Background
In 2021, the U.S. Preventive Services Task Force (USPSTF) revised its lung cancer screening guidelines to expand screening eligibility. We evaluated screening sensitivities and racial and ethnic disparities under the 2021 USPSTF criteria versus alternative risk-based criteria in a racially and ethnically diverse population.
Methods
In the Multiethnic Cohort (MEC), we evaluated the proportion of ever-smoking lung cancer cases eligible for screening (ie, screening sensitivity) under the 2021 USPSTF criteria and under risk-based criteria through the PLCOm2012 model (6-year risk ≥ 1.51%). We also calculated the screening disparity (ie, absolute sensitivity difference) for each of four racial or ethnic groups (African American, Japanese American, Latino, Native Hawaiian) versus White cases.
Results
Among 5,900 lung cancer cases, 43.3% were screen-eligible under the 2021 USPSTF criteria. Screening sensitivities varied by race and ethnicity, with Native Hawaiian (56.7%) and White (49.6%) cases attaining the highest sensitivities, and Latino (37.3%), African American (38.4%), and Japanese American (40.0%) cases attaining the lowest.

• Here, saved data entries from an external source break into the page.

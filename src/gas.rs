//! Gas profiles: display names, units and value scaling.

use std::{collections::HashMap, fs, path::Path};

use serde::Deserialize;

use crate::error::{ReportError, Result};

#[derive(Debug, Clone, PartialEq)]
pub struct GasProfile {
    pub id: String,
    pub display_name: String,
    /// Unit of the scaled daily means on the chart.
    pub chart_unit: String,
    /// Factor applied to raw cell means before charting.
    pub chart_scale: f64,
    /// Unit of the raw raster values shown in the map legend.
    pub map_unit: String,
    /// Factor applied to legend tick labels.
    pub legend_scale: f64,
    /// Paragraph appended to the gas section; `{unit}` is substituted.
    pub description: Option<String>,
}

impl GasProfile {
    /// Built-in profile for the CAMS gases; anything else gets a neutral one.
    pub fn builtin(id: &str) -> Self {
        let id = normalize_gas(id);
        let (chart_unit, chart_scale, map_unit, legend_scale) = match id.as_str() {
            "CH4" => ("ppm", 1e-3, "ppm", 1e-3),
            "NO2" | "SO2" | "HCHO" => ("mol/km²", 1e6, "mol/m²", 1.0),
            "CO" | "O3" => ("mol/m²", 1.0, "mol/m²", 1.0),
            "AERAI" => ("unitless", 1.0, "", 1.0),
            _ => ("unit", 1.0, "unit", 1.0),
        };

        GasProfile {
            display_name: id.clone(),
            id,
            chart_unit: chart_unit.to_string(),
            chart_scale,
            map_unit: map_unit.to_string(),
            legend_scale,
            description: None,
        }
    }

    /// Scales a raw regional mean for charting, rounded to three decimals.
    pub fn scale_mean(&self, raw: f64) -> f64 {
        ((raw * self.chart_scale) * 1000.0).round() / 1000.0
    }

    pub fn description_text(&self) -> Option<String> {
        self.description
            .as_ref()
            .map(|text| text.replace("{unit}", &self.chart_unit))
    }
}

#[derive(Debug, Clone, Default, Deserialize)]
struct CatalogEntry {
    #[serde(alias = "display_uz")]
    display: Option<String>,
    unit: Option<String>,
    #[serde(alias = "text_uz")]
    text: Option<String>,
}

/// Gas profiles keyed by normalised identifier.
#[derive(Debug, Clone, Default)]
pub struct GasCatalog {
    overrides: HashMap<String, CatalogEntry>,
}

impl GasCatalog {
    pub fn load(path: Option<&Path>) -> Result<Self> {
        let Some(path) = path else {
            return Ok(GasCatalog::default());
        };
        let text = fs::read_to_string(path).map_err(|e| ReportError::io(path, e))?;
        Self::from_json(&text)
    }

    pub fn from_json(text: &str) -> Result<Self> {
        let raw: HashMap<String, CatalogEntry> = serde_json::from_str(text)?;
        let overrides = raw
            .into_iter()
            .map(|(gas, entry)| (normalize_gas(&gas), entry))
            .collect();

        Ok(GasCatalog { overrides })
    }

    pub fn profile(&self, gas: &str) -> GasProfile {
        let mut profile = GasProfile::builtin(gas);

        if let Some(entry) = self.overrides.get(&profile.id) {
            if let Some(display) = entry.display.as_ref().filter(|d| !d.trim().is_empty()) {
                profile.display_name = display.clone();
            }
            if let Some(unit) = &entry.unit {
                profile.chart_unit = unit.clone();
            }
            profile.description = entry.text.clone().filter(|t| !t.trim().is_empty());
        }

        profile
    }
}

/// Gas identifiers are compared trimmed and upper-cased.
pub fn normalize_gas(gas: &str) -> String {
    gas.trim().to_uppercase()
}

/// Gas identifiers name directories and files, so only ASCII letters,
/// digits, `_` and `-` are accepted.
pub fn check_gas_id(gas: &str) -> Result<()> {
    let valid = !gas.is_empty()
        && gas
            .chars()
            .all(|c| c.is_ascii_alphanumeric() || c == '_' || c == '-');

    if valid {
        Ok(())
    } else {
        Err(ReportError::InvalidRequest(format!("invalid gas identifier `{gas}`")))
    }
}

// -- Tests -------------------------------------------------------------------

#[cfg(test)]
mod test {
    use super::*;

    #[test]
    fn should_scale_ch4_to_ppm() {
        let profile = GasProfile::builtin("ch4");

        assert_eq!(profile.id, "CH4");
        assert_eq!(profile.scale_mean(1893.4567), 1.893);
        assert_eq!(profile.legend_scale, 1e-3);
    }

    #[test]
    fn should_scale_column_densities() {
        let no2 = GasProfile::builtin("NO2");
        assert_eq!(no2.scale_mean(0.000_123_456_7), 123.457);
        assert_eq!(no2.chart_unit, "mol/km²");

        let o3 = GasProfile::builtin("O3");
        assert_eq!(o3.scale_mean(0.123_456), 0.123);
    }

    #[test]
    fn should_fall_back_for_unknown_gas() {
        let profile = GasProfile::builtin(" co2 ");

        assert_eq!(profile.id, "CO2");
        assert_eq!(profile.display_name, "CO2");
        assert_eq!(profile.chart_scale, 1.0);
    }

    #[test]
    fn should_reject_gas_ids_that_leave_the_store() {
        assert!(check_gas_id("CO2").is_ok());
        assert!(check_gas_id("PM2_5").is_ok());

        for gas in ["../X", "/ETC", "A/B", "A\\B", "..", ""] {
            assert_eq!(check_gas_id(gas).unwrap_err().kind(), "InvalidRequest", "{gas}");
        }
    }

    #[test]
    fn should_override_from_catalog() {
        let catalog = GasCatalog::from_json(
            r#"{
                "no2": {"display_uz": "Azot dioksidi (NO2)", "unit": "µmol/m²", "text_uz": "O'rtacha qiymat {unit}."},
                "CO": {"display": ""}
            }"#,
        )
        .unwrap();

        let no2 = catalog.profile("NO2");
        assert_eq!(no2.display_name, "Azot dioksidi (NO2)");
        assert_eq!(no2.chart_unit, "µmol/m²");
        assert_eq!(no2.description_text().as_deref(), Some("O'rtacha qiymat µmol/m²."));

        let co = catalog.profile("co");
        assert_eq!(co.display_name, "CO");
        assert!(co.description.is_none());
    }
}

Latino cases had the greatest screening disparity versus White cases at 12.4%, followed by African American (11.2%) and Japanese American (9.6%) cases. Under risk-based screening, the overall screening sensitivity increased to 75.7%, and all racial and ethnic groups had increased sensitivities (54.5–91.9%). While the screening disparity decreased to 5.1% for African American cases, it increased to 28.6% for Latino and 12.8% for Japanese American cases.
Conclusions
In MEC, racial and ethnic disparities decreased but persisted under the 2021 USPSTF lung cancer screening guidelines. Risk-based screening through PLCOm2012 may increase screening sensitivities and help to reduce disparities in some, but not all, racial and ethnic groups. Further optimization of risk-based screening strategies across diverse populations is needed.